TASK DESCRIPTION: Only lines below containing the string "DateTime" should be counted; please give that count by itself.

======== RECORDS SHOWN ========

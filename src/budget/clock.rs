//! Time source used for budget numbers and the "generated on" banner.

use chrono::{DateTime, FixedOffset, Local};

/// Supplies the current wall-clock time.
pub trait Clock: Send + Sync {
    fn now(&self) -> DateTime<FixedOffset>;
}

/// Host local time.
#[derive(Debug, Default, Clone, Copy)]
pub struct SystemClock;

impl Clock for SystemClock {
    fn now(&self) -> DateTime<FixedOffset> {
        Local::now().fixed_offset()
    }
}

/// Always returns the same instant. Used to make rendered documents reproducible.
#[derive(Debug, Clone, Copy)]
pub struct FixedClock(pub DateTime<FixedOffset>);

impl FixedClock {
    /// Parse an RFC 3339 timestamp, e.g. `2026-10-16T09:30:00+02:00`.
    pub fn parse(rfc3339: &str) -> Result<Self, chrono::ParseError> {
        DateTime::parse_from_rfc3339(rfc3339).map(Self)
    }
}

impl Clock for FixedClock {
    fn now(&self) -> DateTime<FixedOffset> {
        self.0
    }
}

========

RESPONSE AREA: 6